How cities and religions have shaped each other through history
In Cities of Gods, Jörg Rüpke offers an entirely new vision of the history of religion-one in which religion has shaped cities and cities have shaped religion. Rüpke shows how religious actions and ideas have produced cities since urbanization began some 6,000 years ago-and how cities have, in turn, changed religious practices. Cities have created new mass rituals that instill the idea of an encompassing community; priestly hierarchies, religious organizations, and globalized religious traditions follow. Urban religion, Rüpke argues, helps people in cities build a world and an identity that make living in a risky and powerful space more bearable.

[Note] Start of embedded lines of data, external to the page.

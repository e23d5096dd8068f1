mod common;

use common::*;
use ramp_core::domain::{TransactionStatus, TransactionType};
use ramp_core::mpesa::GatewayError;
use ramp_core::ports::TransactionLedger;
use ramp_core::services::{CallbackOutcome, InitiateRequest, OrchestratorError};
use std::time::Duration;
use uuid::Uuid;

#[tokio::test]
async fn test_purchase_completes_after_successful_callback() {
    let h = default_harness();

    let outcome = h.orchestrator.initiate(buy_request("1000")).await.unwrap();
    let checkout_id = outcome.checkout_id.clone().unwrap();
    assert_eq!(outcome.transaction.status, TransactionStatus::Processing);
    assert_eq!(outcome.transaction.target_amount, dec("7.575758"));

    let pushed = h.gateway.last_request().unwrap();
    assert_eq!(pushed.amount, 1000);
    assert_eq!(pushed.phone_number, "254712345678");
    assert_eq!(pushed.callback_url, CALLBACK_URL);
    assert_eq!(pushed.account_reference, outcome.transaction.id.to_string());

    let result = h
        .orchestrator
        .handle_callback(&body(&success_callback(&checkout_id, "ABC123", 1000)))
        .await
        .unwrap();

    let tx = match result {
        CallbackOutcome::Completed(tx) => tx,
        other => panic!("expected completion, got {:?}", other),
    };
    assert_eq!(tx.status, TransactionStatus::Completed);
    assert_eq!(tx.gateway_receipt_id.as_deref(), Some("ABC123"));
    assert_eq!(tx.chain_tx_hash.as_deref(), Some("0xHASH"));
    assert!(tx.completed_at.is_some());
    assert_eq!(h.chain.call_count(), 1);
}

#[tokio::test]
async fn test_failed_payment_marks_transaction_failed_without_transfer() {
    let h = default_harness();
    let outcome = h.orchestrator.initiate(buy_request("500")).await.unwrap();
    let checkout_id = outcome.checkout_id.unwrap();

    let result = h
        .orchestrator
        .handle_callback(&body(&failure_callback(&checkout_id, 1032, "Request cancelled by user")))
        .await
        .unwrap();

    assert!(matches!(result, CallbackOutcome::PaymentFailed(_)));
    let tx = h.orchestrator.poll_status(outcome.transaction.id).await.unwrap();
    assert_eq!(tx.status, TransactionStatus::Failed);
    assert!(tx.chain_tx_hash.is_none());
    assert_eq!(h.chain.call_count(), 0);
}

#[tokio::test]
async fn test_duplicate_callback_transfers_once() {
    let h = default_harness();
    let outcome = h.orchestrator.initiate(buy_request("1000")).await.unwrap();
    let checkout_id = outcome.checkout_id.unwrap();
    let payload = body(&success_callback(&checkout_id, "ABC123", 1000));

    let first = h.orchestrator.handle_callback(&payload).await.unwrap();
    let second = h.orchestrator.handle_callback(&payload).await.unwrap();

    assert!(matches!(first, CallbackOutcome::Completed(_)));
    match second {
        CallbackOutcome::Duplicate(tx) => assert_eq!(tx.status, TransactionStatus::Completed),
        other => panic!("expected duplicate, got {:?}", other),
    }
    assert_eq!(h.chain.call_count(), 1);
}

#[tokio::test]
async fn test_concurrent_duplicate_callbacks_transfer_once() {
    let h = harness(
        FakeGateway::accepting(),
        FakeChain::slow(Duration::from_millis(50)),
        Some("132"),
    );
    let outcome = h.orchestrator.initiate(buy_request("1000")).await.unwrap();
    let payload = body(&success_callback(&outcome.checkout_id.unwrap(), "ABC123", 1000));

    let (a, b, c) = tokio::join!(
        h.orchestrator.handle_callback(&payload),
        h.orchestrator.handle_callback(&payload),
        h.orchestrator.handle_callback(&payload),
    );

    let outcomes = [a.unwrap(), b.unwrap(), c.unwrap()];
    let completed = outcomes
        .iter()
        .filter(|o| matches!(o, CallbackOutcome::Completed(_)))
        .count();
    assert_eq!(completed, 1);
    assert_eq!(h.chain.call_count(), 1);

    let tx = h.orchestrator.poll_status(outcome.transaction.id).await.unwrap();
    assert_eq!(tx.status, TransactionStatus::Completed);
}

#[tokio::test]
async fn test_failure_callback_after_completion_is_ignored() {
    let h = default_harness();
    let outcome = h.orchestrator.initiate(buy_request("1000")).await.unwrap();
    let checkout_id = outcome.checkout_id.unwrap();

    h.orchestrator
        .handle_callback(&body(&success_callback(&checkout_id, "ABC123", 1000)))
        .await
        .unwrap();
    let late = h
        .orchestrator
        .handle_callback(&body(&failure_callback(&checkout_id, 1, "Insufficient balance")))
        .await
        .unwrap();

    assert!(matches!(late, CallbackOutcome::Duplicate(_)));
    let tx = h.orchestrator.poll_status(outcome.transaction.id).await.unwrap();
    assert_eq!(tx.status, TransactionStatus::Completed);
}

#[tokio::test]
async fn test_failure_callback_cannot_fail_claimed_transfer() {
    let h = default_harness();
    let outcome = h.orchestrator.initiate(buy_request("1000")).await.unwrap();
    let checkout_id = outcome.checkout_id.unwrap();
    // A success delivery has claimed the transfer and is broadcasting.
    h.ledger
        .claim_transfer(outcome.transaction.id, Some("ABC123".to_string()))
        .await
        .unwrap()
        .unwrap();

    let late = h
        .orchestrator
        .handle_callback(&body(&failure_callback(&checkout_id, 1, "Insufficient balance")))
        .await
        .unwrap();

    match late {
        CallbackOutcome::Duplicate(tx) => {
            assert_eq!(tx.status, TransactionStatus::Processing);
            assert!(tx.transfer_started_at.is_some());
        }
        other => panic!("expected duplicate, got {:?}", other),
    }
    let tx = h.orchestrator.poll_status(outcome.transaction.id).await.unwrap();
    assert_eq!(tx.status, TransactionStatus::Processing);
    assert!(tx.completed_at.is_none());
}

#[tokio::test]
async fn test_unparseable_amount_does_not_block_completion() {
    let h = default_harness();
    let outcome = h.orchestrator.initiate(buy_request("1000")).await.unwrap();
    let mut callback = success_callback(&outcome.checkout_id.unwrap(), "ABC123", 1000);
    callback["Body"]["stkCallback"]["CallbackMetadata"]["Item"][0]["Value"] = "1,000.00 KES".into();

    let result = h.orchestrator.handle_callback(&body(&callback)).await.unwrap();

    match result {
        CallbackOutcome::Completed(tx) => {
            assert_eq!(tx.gateway_receipt_id.as_deref(), Some("ABC123"));
            assert_eq!(tx.chain_tx_hash.as_deref(), Some("0xHASH"));
        }
        other => panic!("expected completion, got {:?}", other),
    }
    assert_eq!(h.chain.call_count(), 1);
}

#[tokio::test]
async fn test_unknown_checkout_id_is_not_found_and_mutates_nothing() {
    let h = default_harness();
    let outcome = h.orchestrator.initiate(buy_request("1000")).await.unwrap();

    let err = h
        .orchestrator
        .handle_callback(&body(&success_callback("ws_CO_UNKNOWN", "ZZZ999", 1000)))
        .await
        .unwrap_err();

    assert!(matches!(err, OrchestratorError::NotFound(_)));
    let tx = h.orchestrator.poll_status(outcome.transaction.id).await.unwrap();
    assert_eq!(tx.status, TransactionStatus::Processing);
    assert_eq!(h.chain.call_count(), 0);
}

#[tokio::test]
async fn test_success_callback_without_receipt_is_malformed() {
    let h = default_harness();
    let outcome = h.orchestrator.initiate(buy_request("1000")).await.unwrap();
    let mut payload = success_callback(&outcome.checkout_id.unwrap(), "ABC123", 1000);
    payload["Body"]["stkCallback"]["CallbackMetadata"]["Item"] = serde_json::json!([
        { "Name": "Amount", "Value": 1000 }
    ]);

    let err = h.orchestrator.handle_callback(&body(&payload)).await.unwrap_err();

    assert!(matches!(err, OrchestratorError::MalformedCallback(_)));
    assert_eq!(h.chain.call_count(), 0);
}

#[tokio::test]
async fn test_garbage_callback_is_malformed() {
    let h = default_harness();
    let err = h.orchestrator.handle_callback(b"not json").await.unwrap_err();
    assert!(matches!(err, OrchestratorError::MalformedCallback(_)));
}

#[tokio::test]
async fn test_chain_failure_after_payment_marks_failed_and_keeps_receipt() {
    let h = harness(
        FakeGateway::accepting(),
        FakeChain::broadcast_failing("CONTRACT_VALIDATE_ERROR"),
        Some("132"),
    );
    let outcome = h.orchestrator.initiate(buy_request("1000")).await.unwrap();

    let result = h
        .orchestrator
        .handle_callback(&body(&success_callback(&outcome.checkout_id.unwrap(), "ABC123", 1000)))
        .await
        .unwrap();

    let tx = match result {
        CallbackOutcome::TransferFailed(tx) => tx,
        other => panic!("expected transfer failure, got {:?}", other),
    };
    assert_eq!(tx.status, TransactionStatus::Failed);
    assert_eq!(tx.gateway_receipt_id.as_deref(), Some("ABC123"));
    assert!(tx.chain_tx_hash.is_none());
    assert!(tx.transfer_started_at.is_some());
}

#[tokio::test]
async fn test_gateway_rejection_records_failed_transaction() {
    let h = harness(
        FakeGateway::failing(GatewayError::Rejected("Invalid Access Token".to_string())),
        FakeChain::succeeding(),
        Some("132"),
    );

    let err = h.orchestrator.initiate(buy_request("1000")).await.unwrap_err();

    let id = match err {
        OrchestratorError::GatewayRejected { transaction_id, reason } => {
            assert_eq!(reason, "Invalid Access Token");
            transaction_id
        }
        other => panic!("expected rejection, got {:?}", other),
    };
    let tx = h.ledger.get_by_id(id).await.unwrap();
    assert_eq!(tx.status, TransactionStatus::Failed);
    assert!(tx.gateway_checkout_id.is_none());
}

#[tokio::test]
async fn test_transport_failure_records_failed_transaction() {
    let h = harness(
        FakeGateway::failing(GatewayError::Transport("operation timed out".to_string())),
        FakeChain::succeeding(),
        Some("132"),
    );

    let err = h.orchestrator.initiate(buy_request("1000")).await.unwrap_err();

    let OrchestratorError::Transport { transaction_id, .. } = err else {
        panic!("expected transport error");
    };
    let tx = h.ledger.get_by_id(transaction_id).await.unwrap();
    assert_eq!(tx.status, TransactionStatus::Failed);
}

#[tokio::test]
async fn test_validation_errors_have_no_side_effects() {
    let h = default_harness();

    let mut bad_phone = buy_request("1000");
    bad_phone.mobile_number = "12345".to_string();
    let mut bad_wallet = buy_request("1000");
    bad_wallet.wallet_address = "0x742d35Cc6634C0532925a3b844Bc454e4438f44e".to_string();
    let fractional = buy_request("100.50");
    let zero = buy_request("0");

    for request in [bad_phone, bad_wallet, fractional, zero] {
        let err = h.orchestrator.initiate(request).await.unwrap_err();
        assert!(matches!(err, OrchestratorError::Validation(_)), "{:?}", err);
    }

    assert!(h.ledger.is_empty().await);
    assert_eq!(h.gateway.call_count(), 0);
}

#[tokio::test]
async fn test_default_rate_used_when_none_recorded() {
    let h = harness(FakeGateway::accepting(), FakeChain::succeeding(), None);

    let quote = h.orchestrator.current_rate().await.unwrap();
    assert!(quote.is_default);

    let outcome = h.orchestrator.initiate(buy_request("1000")).await.unwrap();
    assert_eq!(outcome.transaction.exchange_rate, dec("132"));
    assert_eq!(outcome.transaction.target_amount, dec("7.575758"));
}

#[tokio::test]
async fn test_recorded_rate_applies_to_new_transactions() {
    let h = default_harness();

    h.orchestrator.record_rate(&dec("125")).await.unwrap();
    let outcome = h.orchestrator.initiate(buy_request("1000")).await.unwrap();

    assert_eq!(outcome.transaction.exchange_rate, dec("125"));
    assert_eq!(outcome.transaction.target_amount, dec("8.000000"));
    assert!(h.orchestrator.record_rate(&dec("-1")).await.is_err());
}

#[tokio::test]
async fn test_token_to_mobile_stays_pending_and_can_be_cancelled() {
    let h = default_harness();

    let outcome = h
        .orchestrator
        .initiate(InitiateRequest {
            owner_id: Uuid::new_v4(),
            source_amount: dec("10"),
            mobile_number: "+254 712 345 678".to_string(),
            wallet_address: WALLET.to_string(),
            direction: TransactionType::TokenToMobile,
        })
        .await
        .unwrap();

    assert_eq!(outcome.transaction.status, TransactionStatus::Pending);
    assert_eq!(outcome.transaction.target_amount, dec("1320.00"));
    assert_eq!(outcome.deposit_address.as_deref(), Some(DEPOSIT_ADDRESS));
    assert!(outcome.checkout_id.is_none());
    assert_eq!(h.gateway.call_count(), 0);

    let cancelled = h.orchestrator.cancel(outcome.transaction.id).await.unwrap();
    assert_eq!(cancelled.status, TransactionStatus::Cancelled);
    assert!(cancelled.completed_at.is_some());
}

#[tokio::test]
async fn test_cancel_rejects_in_flight_transaction() {
    let h = default_harness();
    let outcome = h.orchestrator.initiate(buy_request("1000")).await.unwrap();

    let err = h.orchestrator.cancel(outcome.transaction.id).await.unwrap_err();

    assert!(matches!(
        err,
        OrchestratorError::InvalidState {
            status: TransactionStatus::Processing,
            ..
        }
    ));
    let tx = h.orchestrator.poll_status(outcome.transaction.id).await.unwrap();
    assert_eq!(tx.status, TransactionStatus::Processing);
}

#[tokio::test]
async fn test_poll_status_unknown_id_is_not_found() {
    let h = default_harness();
    let err = h.orchestrator.poll_status(Uuid::new_v4()).await.unwrap_err();
    assert!(matches!(err, OrchestratorError::NotFound(_)));
}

Rüpke explores early processes of urbanization in Mesopotamia and Asia, showing how people's willingness to live differently creates urban space. In examining the dynamic relationship between urban and religious change, Rüpke considers the differences and commonalties of cities including Uruk, Jerusalem, Vanarasi, Chang'an, Cairo, Lhasa, and Kyoto. The construction of monuments, the embellishment and appropriation of beliefs and rituals, the inclusion of ancestors and deities in social life: each offers a different lens for a history of the city that is also a history of religion. Much of what we consider characteristic of religion and religious practices comes not from the lone cry of a prophet or the prayer of a saint but from an urban religion built from the solidarity of people living in cities.